Schon bisher hat die WHO durch die Internationalen Gesundheitsvorschriften («International Health Regulations») von 2005 das Recht und die Pflicht, eine «gesundheitliche Notlage von internationaler Tragweite» zu erklären. Diese kann mit Empfehlungen - jedoch nicht verpflichtenden Weisungen - für restriktive Massnahmen verbunden sein. Von diesem Recht hat die WHO bei der Covid-19-Pandemie Gebrauch gemacht. Am Ende entscheiden aber die Mitgliedsstaaten über Massnahmen zur Pandemiebekämpfung.
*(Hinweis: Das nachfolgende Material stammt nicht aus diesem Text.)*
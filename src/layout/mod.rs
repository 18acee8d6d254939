// src/layout/mod.rs

//! Geometry types, the node table and the layered auto-layout.

pub mod geometry;
pub mod layered;
pub mod nodes;

pub use geometry::{NodeBox, Point, Rect, Size};
pub use layered::{LayeredLayout, assign_levels};
pub use nodes::NodeTable;
use jobgraph::layout::{NodeBox, NodeTable, Point, Size};
use jobgraph::routing::{
    Anchor, AnchorRef, ConnectorPath, anchor_coordinate, control_points, find_nearest_anchor,
};
use jobgraph::types::RoutingStyle;

fn approx(a: Point, b: Point) -> bool {
    (a.x - b.x).abs() < 1e-6 && (a.y - b.y).abs() < 1e-6
}

fn table(nodes: &[(&str, f64, f64)]) -> NodeTable {
    let mut table = NodeTable::new();
    for (id, x, y) in nodes {
        table.insert(*id, NodeBox::new(Point::new(*x, *y), Size::new(100.0, 40.0)));
    }
    table
}

#[test]
fn test_anchor_coordinates_sit_on_edge_midpoints() {
    let node = NodeBox::new(Point::new(100.0, 100.0), Size::new(100.0, 40.0));

    assert_eq!(anchor_coordinate(&node, Anchor::Top), Point::new(100.0, 80.0));
    assert_eq!(anchor_coordinate(&node, Anchor::Bottom), Point::new(100.0, 120.0));
    assert_eq!(anchor_coordinate(&node, Anchor::Left), Point::new(50.0, 100.0));
    assert_eq!(anchor_coordinate(&node, Anchor::Right), Point::new(150.0, 100.0));
}

#[test]
fn test_nearest_anchor_within_radius() {
    let nodes = table(&[("a", 100.0, 100.0)]);

    let found = find_nearest_anchor(&nodes, None, Point::new(148.0, 103.0), 20.0);

    assert_eq!(found, Some(AnchorRef::new("a", Anchor::Right)));
}

#[test]
fn test_snap_radius_is_exclusive() {
    let nodes = table(&[("a", 100.0, 100.0)]);

    assert_eq!(find_nearest_anchor(&nodes, None, Point::new(170.0, 100.0), 20.0), None);
    assert!(find_nearest_anchor(&nodes, None, Point::new(169.9, 100.0), 20.0).is_some());
}

#[test]
fn test_excluded_node_is_never_a_snap_target() {
    let nodes = table(&[("a", 100.0, 100.0)]);

    assert_eq!(
        find_nearest_anchor(&nodes, Some("a"), Point::new(150.0, 100.0), 20.0),
        None
    );
}

#[test]
fn test_equidistant_anchors_resolve_to_first_found() {
    // a.right = (50, 0), b.left = (150, 0); pointer halfway.
    let nodes = table(&[("b", 200.0, 0.0), ("a", 0.0, 0.0)]);

    let found = find_nearest_anchor(&nodes, None, Point::new(100.0, 0.0), 60.0);

    assert_eq!(found, Some(AnchorRef::new("a", Anchor::Right)));
}

#[test]
fn test_bezier_controls_leave_anchor_and_enter_along_dominant_axis() {
    let start = Point::new(0.0, 0.0);
    let end = Point::new(300.0, 100.0);
    let reach = (300.0f64).hypot(100.0) / 3.0;

    let [c1, c2] = control_points(start, end, Anchor::Right, RoutingStyle::Bezier);

    assert!(approx(c1, Point::new(reach, 0.0)));
    assert!(approx(c2, Point::new(300.0 - reach, 100.0)));
}

#[test]
fn test_bezier_vertical_travel_pulls_second_control_vertically() {
    let start = Point::new(0.0, 0.0);
    let end = Point::new(30.0, 300.0);
    let reach = (30.0f64).hypot(300.0) / 3.0;

    let [c1, c2] = control_points(start, end, Anchor::Bottom, RoutingStyle::Bezier);

    assert!(approx(c1, Point::new(0.0, reach)));
    assert!(approx(c2, Point::new(30.0, 300.0 - reach)));
}

#[test]
fn test_orthogonal_bends_follow_anchor_axis() {
    let start = Point::new(0.0, 0.0);

    let right = control_points(start, Point::new(200.0, 100.0), Anchor::Right, RoutingStyle::Orthogonal);
    assert_eq!(right, [Point::new(100.0, 0.0), Point::new(100.0, 100.0)]);

    let bottom = control_points(start, Point::new(50.0, 200.0), Anchor::Bottom, RoutingStyle::Orthogonal);
    assert_eq!(bottom, [Point::new(0.0, 100.0), Point::new(50.0, 100.0)]);
}

#[test]
fn test_orthogonal_bend_axis_flips_when_target_is_behind_anchor() {
    let start = Point::new(0.0, 0.0);

    let top = control_points(start, Point::new(100.0, 200.0), Anchor::Top, RoutingStyle::Orthogonal);
    assert_eq!(top, [Point::new(50.0, 0.0), Point::new(50.0, 200.0)]);

    let right = control_points(start, Point::new(-200.0, 50.0), Anchor::Right, RoutingStyle::Orthogonal);
    assert_eq!(right, [Point::new(0.0, 25.0), Point::new(-200.0, 25.0)]);
}

#[test]
fn test_path_endpoints_arrow_and_handle() {
    let path = ConnectorPath::route(
        Point::new(0.0, 0.0),
        Point::new(200.0, 100.0),
        Anchor::Right,
        RoutingStyle::Orthogonal,
    );

    assert_eq!(path.points.len(), 4);
    assert_eq!(path.start(), Some(Point::new(0.0, 0.0)));
    assert_eq!(path.end(), Some(Point::new(200.0, 100.0)));
    assert_eq!(path.interior().len(), 2);
    assert_eq!(path.arrow_direction(), Some((1.0, 0.0)));
    assert_eq!(path.handle_point(), Some(Point::new(100.0, 50.0)));
}

#[test]
fn test_degenerate_path_has_no_arrow_direction() {
    let p = Point::new(5.0, 5.0);
    let path = ConnectorPath::route(p, p, Anchor::Left, RoutingStyle::Orthogonal);

    assert_eq!(path.arrow_direction(), None);
}

#[test]
fn test_anchor_and_routing_names_parse() {
    assert_eq!("Top".parse::<Anchor>().unwrap(), Anchor::Top);
    assert!("diagonal".parse::<Anchor>().is_err());
    assert_eq!(Anchor::Left.opposite(), Anchor::Right);

    assert_eq!("elbow".parse::<RoutingStyle>().unwrap(), RoutingStyle::Orthogonal);
    assert_eq!("bezier".parse::<RoutingStyle>().unwrap(), RoutingStyle::Bezier);
    assert!("spline".parse::<RoutingStyle>().is_err());
}
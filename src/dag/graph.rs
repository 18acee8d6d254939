// src/dag/graph.rs

use std::collections::BTreeMap;

use petgraph::graphmap::DiGraphMap;
use tracing::{debug, info, warn};

use crate::config::model::JobDocument;
use crate::dag::job::Job;
use crate::errors::{JobGraphError, Result};
use crate::types::JobId;

/// In-memory job graph keyed by job id.
///
/// Jobs are kept in ascending id order, which is the iteration order of
/// every query below. Edges are not stored separately; they are derived
/// from each job's `depends` list:
///
/// - a *declared* pair is any `(dep, job)` with `dep` in `job.depends`
/// - a *resolved* edge is a declared pair whose `dep` is itself a job
///
/// Dangling declarations are kept (they are reported by the validator),
/// but only resolved edges take part in ordering, layout and rendering.
#[derive(Debug, Clone, Default)]
pub struct GraphModel {
    jobs: BTreeMap<JobId, Job>,
}

impl GraphModel {
    pub fn new() -> Self {
        Self::default()
    }

    /// Build a graph from a validated [`JobDocument`].
    ///
    /// Identity is `name`, falling back to `job`. Records with neither are
    /// skipped. A duplicate identity or a self dependency aborts the whole
    /// build.
    pub fn from_document(doc: &JobDocument) -> Result<Self> {
        let mut graph = Self::new();

        for (index, spec) in doc.jobs.iter().enumerate() {
            match Job::from_spec(spec) {
                Some(job) => graph.add_job(job)?,
                None => warn!(index, "job record has neither `name` nor `job`; skipping"),
            }
        }

        info!(
            jobs = graph.len(),
            declared = graph.dependency_pairs().count(),
            resolved = graph.edges().count(),
            "built job graph"
        );
        Ok(graph)
    }

    /// Build a graph from `(from, to)` pairs, creating jobs as needed.
    pub fn from_pairs<'a>(pairs: impl IntoIterator<Item = (&'a str, &'a str)>) -> Result<Self> {
        let mut graph = Self::new();
        for (from, to) in pairs {
            for id in [from, to] {
                if !graph.contains(id) {
                    graph.add_job(Job::named(id))?;
                }
            }
            graph.add_dependency(from, to)?;
        }
        Ok(graph)
    }

    /// Insert a job.
    ///
    /// Fails with `DuplicateId` if the id exists and `SelfDependency` if the
    /// job lists itself as a prerequisite.
    pub fn add_job(&mut self, job: Job) -> Result<()> {
        if self.jobs.contains_key(&job.id) {
            return Err(JobGraphError::DuplicateId(job.id));
        }
        if job.depends.iter().any(|d| d == &job.id) {
            return Err(JobGraphError::SelfDependency(job.id));
        }

        debug!(job = %job.id, deps = ?job.depends, "adding job");
        self.jobs.insert(job.id.clone(), job);
        Ok(())
    }

    /// Remove a job and every edge touching it.
    ///
    /// The id is also stripped from the `depends` list of every other job,
    /// so no declaration refers to it afterwards. Unknown ids are a no-op.
    pub fn remove_job(&mut self, id: &str) -> Option<Job> {
        let removed = self.jobs.remove(id)?;

        for job in self.jobs.values_mut() {
            job.depends.retain(|dep| dep != id);
        }

        debug!(job = %id, "removed job and incident edges");
        Some(removed)
    }

    /// Declare `to` as depending on `from`.
    ///
    /// Returns `Ok(false)` if the dependency already existed.
    pub fn add_dependency(&mut self, from: &str, to: &str) -> Result<bool> {
        if from == to {
            return Err(JobGraphError::SelfDependency(from.to_string()));
        }
        if !self.jobs.contains_key(from) {
            return Err(JobGraphError::JobNotFound(from.to_string()));
        }
        let job = self
            .jobs
            .get_mut(to)
            .ok_or_else(|| JobGraphError::JobNotFound(to.to_string()))?;

        let added = job.push_dependency(from.to_string());
        if added {
            debug!(from, to, "added dependency");
        }
        Ok(added)
    }

    /// Drop the declaration `to depends on from`. Returns whether it existed.
    pub fn remove_dependency(&mut self, from: &str, to: &str) -> bool {
        match self.jobs.get_mut(to) {
            Some(job) => {
                let before = job.depends.len();
                job.depends.retain(|dep| dep != from);
                before != job.depends.len()
            }
            None => false,
        }
    }

    /// Every declared `(from, to)` pair.
    ///
    /// Each call starts a fresh pass over the current state.
    pub fn dependency_pairs(&self) -> impl Iterator<Item = (&str, &str)> + '_ {
        self.jobs.values().flat_map(|job| {
            job.depends
                .iter()
                .map(move |dep| (dep.as_str(), job.id.as_str()))
        })
    }

    /// Declared pairs whose prerequisite exists as a job.
    pub fn edges(&self) -> impl Iterator<Item = (&str, &str)> + '_ {
        self.dependency_pairs()
            .filter(move |(from, _)| self.jobs.contains_key(*from))
    }

    pub fn contains(&self, id: &str) -> bool {
        self.jobs.contains_key(id)
    }

    pub fn job(&self, id: &str) -> Option<&Job> {
        self.jobs.get(id)
    }

    /// All jobs in ascending id order.
    pub fn jobs(&self) -> impl Iterator<Item = &Job> {
        self.jobs.values()
    }

    /// All job ids in ascending order.
    pub fn ids(&self) -> impl Iterator<Item = &str> {
        self.jobs.keys().map(|s| s.as_str())
    }

    pub fn len(&self) -> usize {
        self.jobs.len()
    }

    pub fn is_empty(&self) -> bool {
        self.jobs.is_empty()
    }

    /// Resolved prerequisites of a job.
    pub fn dependencies_of<'a>(&'a self, id: &str) -> Vec<&'a str> {
        self.jobs
            .get(id)
            .map(|job| {
                job.depends
                    .iter()
                    .filter(|dep| self.jobs.contains_key(dep.as_str()))
                    .map(|dep| dep.as_str())
                    .collect()
            })
            .unwrap_or_default()
    }

    /// Jobs that list `id` among their prerequisites, ascending.
    pub fn dependents_of<'a>(&'a self, id: &str) -> Vec<&'a str> {
        if !self.jobs.contains_key(id) {
            return Vec::new();
        }
        self.jobs
            .values()
            .filter(|job| job.depends.iter().any(|dep| dep == id))
            .map(|job| job.id.as_str())
            .collect()
    }

    /// Snapshot as a petgraph map graph over resolved edges.
    ///
    /// Edge direction: prerequisite -> dependent.
    pub fn to_digraph(&self) -> DiGraphMap<&str, ()> {
        let mut graph: DiGraphMap<&str, ()> = DiGraphMap::new();
        for id in self.ids() {
            graph.add_node(id);
        }
        for (from, to) in self.edges() {
            graph.add_edge(from, to, ());
        }
        graph
    }
}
Ähnliche WHO-Vereinbarungen enthalten stets Hinweise darauf, dass die Unterzeichnerstaaten das Abkommen im Rahmen ihrer nationalen verfassungsmässigen Ordnung anwenden müssen. So ist es in Artikel 19 der WHO-Verfassung festgeschrieben. Das stellt im Grundsatz sicher, dass ein internationaler Vertrag Demokratie und Parlamente eines WHO-Mitglieds nicht aushebeln kann. Zweifelt das jemand in einem konkreten Fall an, könnten Verfassungsgerichte entscheiden.

Fakten gezielt verdreht

Vor der WHO-Jahrestagung vom 22. bis 28. Mai in Genf kritisierte Generaldirektor Tedros Adhanom Ghebreyesus Falschinformationen über die Pläne zur Pandemievereinbarung. Eine Minderheit äussere sich irreführend und verdrehe gezielt Fakten. «Unser Mandat ist zu 100 Prozent bestimmt von den Mitgliedsstaaten und worauf sie sich einigen», sagte Tedros am Dienstag in Genf. Die WHO-Verfassung von 1948 wie auch der aktuelle Vorschlag für eine Pandemievereinbarung bedeute nicht, dass die WHO die Souveränität ihrer Mitgliedsstaaten untergrabe.

Das Thema Pandemievertrag steht bei der Weltgesundheitsversammlung in der kommenden Woche auch gar nicht auf der Tagesordnung: Die Verhandlungsgruppe soll erst in zwei Jahren über ihre Ergebnisse berichten, wie WHO-Chefjurist Steven Solomon jüngst in Genf erklärte.

Stattdessen wird auf Tagung in der Schweiz über Änderungsvorschläge für die Internationalen Gesundheitsvorschriften diskutiert. Sie zu ändern, wäre eine weitere Möglichkeit für die Welt, um Pandemien schneller zu erkennen und zu bekämpfen. Der jetzige Vorschlag stammt von den USA. Es geht darin etwa um schärfere Vorschriften, um Gesundheitsnotfälle schneller zu melden und darauf zu reagieren.

Doch auch die Tragweite dieses US-Antrags wird überschätzt: Ob die WHO-Mitglieder die Änderungsvorschläge in der Form während der Weltgesundheitsversammlung annehmen, ist noch unklar. Wahrscheinlicher sind Expertinnen und Experten zufolge weitere Diskussionen und Änderungsanträge. Denn am Ende müssen die Länder sich einig sein. Die WHO stelle das dar, «was die souveränen 194 Mitgliedsstaaten wollen, das sie ist», sagte Generaldirektor Tedros.